# What you need to do
Let the line containing "grid at placement." serve as the first line of the answer and the final line of the entries as its last, with every line between copied exactly.

[Saved data entries]
• • • • • • •
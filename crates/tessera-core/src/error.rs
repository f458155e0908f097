//! Error types for configuration and recording misuse.
//!
//! Gameplay rejections (a wall in the way, an occupied cell) are not errors:
//! they are reported as `bool` or `Option` by the grid. The types here cover
//! malformed level data and broken call sequences, which should stop loading
//! before the first frame runs.

use thiserror::Error;

use crate::location::Location;
use crate::registry::AttributeType;

/// Malformed level or component configuration.
#[derive(Debug, Clone, PartialEq, Eq, Error)]
pub enum ConfigError {
    /// The component type slot has no registered factory.
    #[error("no component registered for slot {0}")]
    UnknownSlot(u16),

    /// The component kind has no attribute with this name.
    #[error("{component} has no attribute named `{name}`")]
    UnknownAttribute {
        /// Component kind name.
        component: &'static str,
        /// Requested attribute name.
        name: String,
    },

    /// The attribute exists but cannot be written.
    #[error("attribute `{name}` of {component} is read-only")]
    ReadOnlyAttribute {
        /// Component kind name.
        component: &'static str,
        /// Attribute name.
        name: String,
    },

    /// The supplied value does not fit the attribute's declared type.
    #[error("attribute `{name}` expects {expected}, got {found}")]
    AttributeType {
        /// Attribute name.
        name: String,
        /// Declared type.
        expected: AttributeType,
        /// Type of the supplied value.
        found: AttributeType,
    },

    /// An integer attribute value does not fit the attribute's range.
    #[error("attribute `{name}` value {value} is out of range")]
    AttributeRange {
        /// Attribute name.
        name: String,
        /// Supplied value.
        value: i64,
    },

    /// A text attribute value names nothing the attribute knows.
    #[error("attribute `{name}` does not accept `{value}`")]
    InvalidValue {
        /// Attribute name.
        name: String,
        /// Supplied value.
        value: String,
    },

    /// An animation references a frame the component does not have.
    #[error("animation frame {index} out of range (component has {available} frames)")]
    FrameOutOfRange {
        /// Offending frame index.
        index: usize,
        /// Number of frames available.
        available: usize,
    },

    /// An animation was declared with no frames or a zero change rate.
    #[error("animation needs at least one frame and a positive change rate")]
    EmptyAnimation,

    /// Grid dimensions or timing constants are unusable.
    #[error("invalid grid configuration: {0}")]
    InvalidGrid(&'static str),

    /// Two cells were specified for the same slot, or the slot is off-grid.
    #[error("cannot place a cell at {0}")]
    CellPlacement(Location),

    /// An actor from the level data was rejected by the grid at placement.
    #[error("actor placement rejected at {0}")]
    ActorPlacement(Location),
}

/// Recording state machine misuse.
#[derive(Debug, Clone, Copy, PartialEq, Eq, Error)]
pub enum RecordingError {
    /// The recording has already been started in some mode.
    #[error("recording already started")]
    AlreadyStarted,

    /// Playback was requested without a loaded recording.
    #[error("no recorded moves to play back")]
    NothingToPlay,
}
• • • • • • •
# Problem solution
    /// An actor from the level data was rejected by the grid at placement.
    #[error("actor placement rejected at {0}")]
    ActorPlacement(Location),
}

/// Recording state machine misuse.
#[derive(Debug, Clone, Copy, PartialEq, Eq, Error)]
pub enum RecordingError {
    /// The recording has already been started in some mode.
    #[error("recording already started")]
    AlreadyStarted,

    /// Playback was requested without a loaded recording.
    #[error("no recorded moves to play back")]
    NothingToPlay,
}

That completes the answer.